Le programme bien-être des populations intérieures revoit sa copie
Issu des préconisations du rapport sénatorial de 2015 concernant les suicides important dans les populations amérindiennes, le programme de l'Agence régionale de Santé, Bepi a reçu 1,83 million d'euros de subventions depuis 2018 pour un impact plutôt limité. Il devient le plan « mieux être ».
« Ils ont apporté des ballons de football et de basket-ball, quand tout le territoire est sous les eaux, que les abattis sont noyés. C'est bien, ça détend les jeunes, il faut s'amuser certes mais rien n'est inscrit dans la durée avec ce programme », s'insurge une membre du comité du littoral qui reçoit les projets du programme de l'Agence régionale de santé (ARS), Bien-être des populations intérieures (Bepi).
À la lecture du rapport d'activité 2020 du Bepi, on se demande effectivement à quoi sert ce programme doté quand même de 1,83 million d'euros sur quatre ans. Alors que la dernière année arrive, il reste 748 000 euros à dépenser. Sur le 1,1 million d'euros de dépenser, 450 000 euros ont servi à payer les ressources humaines gérées par l'association SOS jeunesse.
Cette dernière jette l'éponge avant donc la fin du programme. C'est Steven Kuzan de l'ARS qui le reprend.
« Chaque année, le programme bénéficie de 500 000 euros dont 150 000 euros pour les ressources humaines. La gestion n'a pas toujours été pertinente, ça n'allait pas. Et effectivement, c'était un peu vide, notamment dans le secteur de la médiation qui exige une présence sur place », reconnaît le fonctionnaire.
Soixante-huit projets ont été subventionnés d'après le rapport d'activités. La principale association qui bénéficie du soutien de l'ARS se nomme Akenaituna. Son siège se situe à Montjoly. « Ce sont de superbes projets, Jeannette Anataka, la présidente, est très active mais avec le Covid la situation n'était pas facile », dédouane un membre du comité du littoral.
« L'association a mené de nombreux projets liés au périscolaire en employant des jeunes des villages. Elle ne devrait plus bénéficier de notre soutien mais celui de la caisse d'allocation familiale car elle a de l'expérience maintenant. Le Bepi sert à éliminer les contraintes administratives pour des structures récentes. On soutient des idées, des projets en les aidant à aller au-delà des entraves administratives », expliquait Steven Kuzan, il y a quelques mois.

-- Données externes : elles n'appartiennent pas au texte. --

//! Per-bundle provisioning of single components.

use crate::actions::{ApplicationAction, FilesystemAction, SqlAction, TriplestoreAction};
use crate::executor::{ContainerRestoreExecutor, RestoreDiagnostics, RestoreHandle};
use crate::lifecycle::validate_transition;
use crate::{ScsError, ScsResult};
use scs_runtime::BackendSet;
use scs_schema::{Component, ComponentBundle, ComponentDraft, ComponentStatus, MachineName, ScsConfig};
use scs_store::EntityStore;
use serde::Serialize;
use std::collections::BTreeMap;
use std::path::Path;
use std::sync::Arc;
use tracing::{info, warn};

/// What a successful backend call produced.
#[derive(Debug, Clone, Default, PartialEq, Eq)]
pub struct ActionOutput {
    pub message: String,
    /// Connection settings for components linked to this one. May hold
    /// credentials, so it is never persisted or serialized.
    pub env: BTreeMap<String, String>,
}

/// Backend strategy for one component bundle.
pub trait ComponentAction: Send + Sync {
    fn bundle(&self) -> ComponentBundle;

    /// Whether the primary backing resource exists.
    fn exists(&self, name: &MachineName) -> Result<bool, ScsError>;

    /// Whether anything of the component is left to tear down.
    fn any_remaining(&self, name: &MachineName) -> Result<bool, ScsError> {
        self.exists(name)
    }

    /// `links` holds the connection settings of components created before
    /// this one in the same stack.
    fn create(
        &self,
        name: &MachineName,
        label: &str,
        links: &BTreeMap<String, String>,
    ) -> Result<ActionOutput, ScsError>;

    fn delete(&self, name: &MachineName) -> Result<String, ScsError>;

    /// Connection settings of an existing resource, without secrets.
    fn link_env(&self, _name: &MachineName) -> BTreeMap<String, String> {
        BTreeMap::new()
    }

    /// Connection settings for adopting an existing resource. Credentials
    /// are never stored, so actions that hand out secrets issue fresh ones.
    fn reuse(&self, name: &MachineName) -> Result<BTreeMap<String, String>, ScsError> {
        Ok(self.link_env(name))
    }

    fn restore(
        &self,
        component: &Component,
        _dump_file: &Path,
    ) -> ScsResult<RestoreHandle, RestoreDiagnostics> {
        ScsResult::failure(ScsError::Unsupported(format!(
            "restoring {} components",
            component.bundle
        )))
    }
}

#[derive(Debug, Clone, Copy, Default, PartialEq, Eq)]
pub enum CreateMode {
    /// An existing backing resource is adopted and reported as success.
    #[default]
    ReuseExisting,
    /// An existing backing resource is an `AlreadyExists` failure.
    RequireFresh,
}

#[derive(Debug, Clone, PartialEq, Eq, Serialize)]
#[serde(rename_all = "camelCase")]
pub struct ComponentOutcome {
    pub component: Component,
    #[serde(skip)]
    pub link_env: BTreeMap<String, String>,
}

impl ComponentOutcome {
    fn of(component: Component) -> Self {
        Self {
            component,
            link_env: BTreeMap::new(),
        }
    }
}

pub struct ComponentProvisioner {
    components: EntityStore<Component>,
    actions: BTreeMap<ComponentBundle, Arc<dyn ComponentAction>>,
}

impl ComponentProvisioner {
    /// A provisioner with no registered actions.
    pub fn new(components: EntityStore<Component>) -> Self {
        Self {
            components,
            actions: BTreeMap::new(),
        }
    }

    /// Register the actions the configured backends support. Bundles whose
    /// backend or application image is not configured stay unregistered and
    /// report `MissingConfiguration` when used.
    pub fn from_backends(
        components: EntityStore<Component>,
        config: &ScsConfig,
        backends: &BackendSet,
        executor: Option<Arc<ContainerRestoreExecutor>>,
    ) -> Self {
        let mut provisioner = Self::new(components);
        if let (Some(sql), Some(section)) = (&backends.sql, &config.sql) {
            provisioner.register(Arc::new(SqlAction::new(
                Arc::clone(sql),
                &section.host,
                section.port,
            )));
        }
        if let (Some(ts), Some(section)) = (&backends.triplestore, &config.triplestore) {
            provisioner.register(Arc::new(TriplestoreAction::new(Arc::clone(ts), &section.url)));
        }
        if let Some(containers) = &backends.containers {
            provisioner.register(Arc::new(FilesystemAction::new(
                Arc::clone(containers),
                executor.clone(),
            )));
            let network = config.containers.as_ref().and_then(|c| c.network.clone());
            for bundle in ComponentBundle::ALL.into_iter().filter(|b| b.is_application()) {
                match config.application(bundle) {
                    Ok(app) => provisioner.register(Arc::new(ApplicationAction::new(
                        bundle,
                        Arc::clone(containers),
                        app,
                        network.clone(),
                        executor.clone(),
                    ))),
                    Err(e) => warn!("{bundle} not available: {e}"),
                }
            }
        }
        provisioner
    }

    pub fn register(&mut self, action: Arc<dyn ComponentAction>) {
        self.actions.insert(action.bundle(), action);
    }

    pub fn components(&self) -> &EntityStore<Component> {
        &self.components
    }

    pub fn action(&self, bundle: ComponentBundle) -> Result<&dyn ComponentAction, ScsError> {
        self.actions
            .get(&bundle)
            .map(AsRef::as_ref)
            .ok_or_else(|| {
                ScsError::MissingConfiguration(format!("no backend configured for {bundle} components"))
            })
    }

    pub fn exists(&self, bundle: ComponentBundle, name: &MachineName) -> Result<bool, ScsError> {
        self.action(bundle)?.exists(name)
    }

    pub fn create(&self, draft: ComponentDraft, mode: CreateMode) -> ScsResult<ComponentOutcome> {
        self.create_linked(draft, mode, &BTreeMap::new())
    }

    /// Provision the backing resource and record the component entity.
    pub fn create_linked(
        &self,
        draft: ComponentDraft,
        mode: CreateMode,
        links: &BTreeMap<String, String>,
    ) -> ScsResult<ComponentOutcome> {
        let bundle = draft.bundle;
        let name = draft.machine_name.clone();
        info!("creating {bundle} component '{name}'");

        let action = match self.action(bundle) {
            Ok(a) => a,
            Err(e) => return ScsResult::failure(e),
        };
        match self.components.find_one(|c| c.machine_name == name) {
            Ok(Some(existing)) => {
                return ScsResult::failure(ScsError::AlreadyExists(format!(
                    "component '{name}' (id {})",
                    existing.id
                )))
            }
            Ok(None) => {}
            Err(e) => return ScsResult::failure(e.into()),
        }

        let present = match action.exists(&name) {
            Ok(p) => p,
            Err(e) => {
                warn!("checking {bundle} '{name}' failed: {e}");
                return ScsResult::failure(e);
            }
        };
        let output = if present {
            if mode == CreateMode::RequireFresh {
                return ScsResult::failure(ScsError::AlreadyExists(format!(
                    "{bundle} resource '{name}'"
                )));
            }
            match action.reuse(&name) {
                Ok(env) => ActionOutput {
                    message: format!("{bundle} '{name}' already exists, reusing it"),
                    env,
                },
                Err(e) => {
                    warn!("reusing {bundle} '{name}' failed: {e}");
                    let message = format!("reusing {bundle} component '{name}' failed: {e}");
                    return ScsResult::failure(e).with_message(message);
                }
            }
        } else {
            match action.create(&name, &draft.label, links) {
                Ok(o) => o,
                Err(e) => {
                    warn!("creating {bundle} '{name}' failed: {e}");
                    let message = format!("creating {bundle} component '{name}' failed: {e}");
                    return ScsResult::failure(e).with_message(message);
                }
            }
        };

        match self
            .components
            .insert_with(|id| draft.into_component(id, ComponentStatus::Running))
        {
            Ok(component) => {
                info!("{bundle} component '{name}' recorded as {}", component.id);
                ScsResult::success(
                    ComponentOutcome {
                        component,
                        link_env: output.env,
                    },
                    output.message,
                )
            }
            Err(e) => ScsResult::failure(e.into()),
        }
    }

    /// Tear down the backing resource and remove the entity.
    ///
    /// A missing entity is `ComponentNotFound`; a missing backing resource is
    /// success ("already deleted"). Backend failures mark the component
    /// `failed` and return the raw backend output.
    pub fn delete(&self, component: &Component) -> ScsResult<ComponentOutcome> {
        let bundle = component.bundle;
        info!("deleting {bundle} component {} '{}'", component.id, component.machine_name);

        let action = match self.action(bundle) {
            Ok(a) => a,
            Err(e) => return ScsResult::failure(e),
        };
        let mut current = match self.components.get(component.id) {
            Ok(Some(c)) => c,
            Ok(None) => {
                return ScsResult::failure(ScsError::ComponentNotFound(component.id.to_string()))
            }
            Err(e) => return ScsResult::failure(e.into()),
        };
        if let Err(e) = validate_transition(current.status, ComponentStatus::Deleting) {
            return ScsResult::failure(e);
        }

        let name = current.machine_name.clone();
        let present = match action.any_remaining(&name) {
            Ok(p) => p,
            Err(e) => return self.fail_delete(current, e),
        };
        if !present {
            if let Err(e) = self.components.delete(current.id) {
                return ScsResult::failure(e.into());
            }
            return ScsResult::success(
                ComponentOutcome::of(current),
                format!("{bundle} '{name}' already deleted"),
            );
        }

        current.status = ComponentStatus::Deleting;
        current.updated_at = chrono::Utc::now().to_rfc3339();
        if let Err(e) = self.components.save(&current) {
            return ScsResult::failure(e.into());
        }
        match action.delete(&name) {
            Ok(message) => match self.components.delete(current.id) {
                Ok(()) => ScsResult::success(ComponentOutcome::of(current), message),
                Err(e) => ScsResult::failure(e.into()),
            },
            Err(e) => self.fail_delete(current, e),
        }
    }

    fn fail_delete(&self, mut component: Component, error: ScsError) -> ScsResult<ComponentOutcome> {
        warn!(
            "deleting {} '{}' failed: {error}",
            component.bundle, component.machine_name
        );
        if validate_transition(component.status, ComponentStatus::Failed).is_ok() {
            component.status = ComponentStatus::Failed;
            component.updated_at = chrono::Utc::now().to_rfc3339();
            if let Err(e) = self.components.save(&component) {
                warn!("recording failed status of {} failed: {e}", component.id);
            }
        }
        let message = format!(
            "deleting {} component '{}' failed: {error}",
            component.bundle, component.machine_name
        );
        ScsResult::failure(error)
            .with_message(message)
            .with_partial(ComponentOutcome::of(component))
    }
}
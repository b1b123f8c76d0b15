use crate::entity::{Entity, EntityStore};
use crate::layout::StoreLayout;
use crate::StoreError;
use scs_schema::{Component, Snapshot, Stack};
use serde::Serialize;

#[derive(Debug, Default, Serialize)]
pub struct IntegrityReport {
    pub checked: usize,
    pub passed: usize,
    pub failed: Vec<IntegrityFailure>,
}

impl IntegrityReport {
    pub fn is_clean(&self) -> bool {
        self.failed.is_empty()
    }
}

#[derive(Debug, Serialize)]
pub struct IntegrityFailure {
    /// `<kind>/<id>` of the failing record.
    pub key: String,
    pub reason: String,
}

fn check_kind<T: Entity>(layout: &StoreLayout, report: &mut IntegrityReport) -> Result<(), StoreError> {
    for result in EntityStore::<T>::new(layout.clone()).list_with_errors()? {
        report.checked += 1;
        match result {
            Ok(_) => report.passed += 1,
            Err((key, StoreError::IntegrityFailure { actual, .. })) => {
                report.failed.push(IntegrityFailure {
                    key,
                    reason: format!("checksum mismatch: got {actual}"),
                });
            }
            Err((key, e)) => report.failed.push(IntegrityFailure {
                key,
                reason: format!("read error: {e}"),
            }),
        }
    }
    Ok(())
}

/// Re-read every entity record, verifying the embedded checksums.
pub fn verify_store_integrity(layout: &StoreLayout) -> Result<IntegrityReport, StoreError> {
    let mut report = IntegrityReport::default();
    check_kind::<Component>(layout, &mut report)?;
    check_kind::<Stack>(layout, &mut report)?;
    check_kind::<Snapshot>(layout, &mut report)?;
    Ok(report)
}

#[cfg(test)]
mod tests {
    use super::*;
    use scs_schema::{MachineName, Owner, StackBundle, StackDraft};
    use std::fs;

    fn seeded() -> (tempfile::TempDir, StoreLayout) {
        let dir = tempfile::tempdir().unwrap();
        let layout = StoreLayout::new(dir.path());
        layout.initialize().unwrap();
        let stacks = EntityStore::<Stack>::new(layout.clone());
        for name in ["one", "two"] {
            stacks
                .insert_with(|id| {
                    StackDraft::new(
                        StackBundle::Wisski,
                        MachineName::parse(name).unwrap(),
                        Owner::new("alice"),
                    )
                    .into_stack(id)
                })
                .unwrap();
        }
        (dir, layout)
    }

    #[test]
    fn clean_store_passes() {
        let (_dir, layout) = seeded();
        let report = verify_store_integrity(&layout).unwrap();
        assert_eq!(report.checked, 2);
        assert_eq!(report.passed, 2);
        assert!(report.is_clean());
    }

    #[test]
    fn tampered_and_unparsable_records_reported() {
        let (dir, layout) = seeded();
        let first = dir.path().join("entities/stack/1.json");
        let content = fs::read_to_string(&first).unwrap();
        fs::write(&first, content.replace("\"one\"", "\"uno\"")).unwrap();
        fs::write(dir.path().join("entities/stack/2.json"), b"{not json").unwrap();

        let report = verify_store_integrity(&layout).unwrap();
        assert_eq!(report.checked, 2);
        assert_eq!(report.passed, 0);
        assert_eq!(report.failed.len(), 2);
        assert_eq!(report.failed[0].key, "stack/1");
        assert!(report.failed[0].reason.contains("checksum mismatch"));
        assert!(report.failed[1].reason.contains("read error"));
    }
}
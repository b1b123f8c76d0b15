use super::{colorize_status, emit, json_pretty, parse_id, EXIT_SUCCESS};
use clap::Subcommand;
use scs_core::{ComponentOutcome, Manager};
use scs_schema::ComponentId;

#[derive(Debug, Subcommand)]
pub enum ComponentCommand {
    List,
    /// Remove the backing resource and drop the component from its stacks.
    Delete { id: String },
}

pub fn run(manager: &Manager, command: ComponentCommand, json: bool) -> Result<u8, String> {
    match command {
        ComponentCommand::List => {
            let components = manager.list_components().map_err(|e| e.to_string())?;
            if json {
                println!("{}", json_pretty(&components)?);
            } else if components.is_empty() {
                println!("no components found");
            } else {
                println!("{:<6} {:<14} {:<24} {:<14} OWNER", "ID", "BUNDLE", "NAME", "STATUS");
                for c in &components {
                    println!(
                        "{:<6} {:<14} {:<24} {:<14} {}",
                        c.id.get(),
                        c.bundle.as_str(),
                        c.machine_name.as_str(),
                        colorize_status(&c.status.to_string()),
                        c.owner
                    );
                }
            }
            Ok(EXIT_SUCCESS)
        }
        ComponentCommand::Delete { id } => {
            let id: ComponentId = parse_id("component", &id)?;
            let result = manager.delete_component(id);
            emit(
                &result,
                json,
                None,
                |_| {},
                |partial: &Option<ComponentOutcome>| {
                    if let Some(outcome) = partial {
                        println!(
                            "component {} left as {}",
                            outcome.component.id,
                            colorize_status(&outcome.component.status.to_string())
                        );
                    }
                },
            )
        }
    }
}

Pour autant, la page Facebook de l'association ne promeut pas beaucoup d'événements ou de projets. Deux par an et le dernier était en 2019. Il s'agissait d'un podium vacances. Akenaituna devait aussi permettre la formation de jeunes au Bafa (Brevet d'aptitude à la formation d'animateurs). Personne ne connaît le nombre d'animateurs formés. « Nous lui avons demandé un bilan d'activité. Il ne saurait tarder », rassure l'ARS. De notre ôté, Jeannette Anataka n'a pas répondu à notre mail.
Le Bepi n'est donc pas totalement une coquille vide. Akenaituna a participé par exemple à la rénovation du Tukusipan de Taluen, financé de 12 000 euros par l'ARS pour un budget total de 52 000 euros.
Le vrai manquement du programme se situe plus dans sa fonction de gouvernance. Cette section bénéficie de 30 000 euros de subventions. Seulement 2 338 euros ont été dépensés. Il s'agit d'aller à la rencontre des habitants et de faire sortir les idées pour le mieux-vivre du village car tous les projets doivent être validés par des comités du village.
Un échec patent, surtout du côté de l'Oyapock.
Alors après discussions avec les autorités coutumières, les équipes municipales et le parc amazonien l'ARS change son fusil d'épaule et crée le plan en faveur du mieux-être et de la santé globale des habitants de l’intérieur dit plan « mieux être » pour les années 2023-2026.
Il s'agira pour l'ARS de renforcer sa présence avec la création d’un poste de référent ARS aux communes de l’intérieur ; de continuer à « simplifier l’accès aux financements destinés aux petits projets locaux visant à valoriser et transmettre les connaissances des habitants ; de soutenir les populations dans une démarche d’identification de leurs propres priorités et d’élaboration de solutions », écrit la lettre quotidienne d'informations de l'ARS du 10 janvier.
Le budget de ce nouveau programme est légèrement supérieur à celui du Bepi : une enveloppe entre 400 000 et 500 000 euros par an, trois appels à projet de 125 000 euros chacun. L'ARS est en "concertation pour renforcer l’enveloppe de l’appel à projet du parc amazonien", précise l'ARS.
Des actions très attendues sur les fleuves alors qu'une mère de trois enfants, âgée de 43 ans s'est ôtée la vie dans un village de la Litany cette semaine.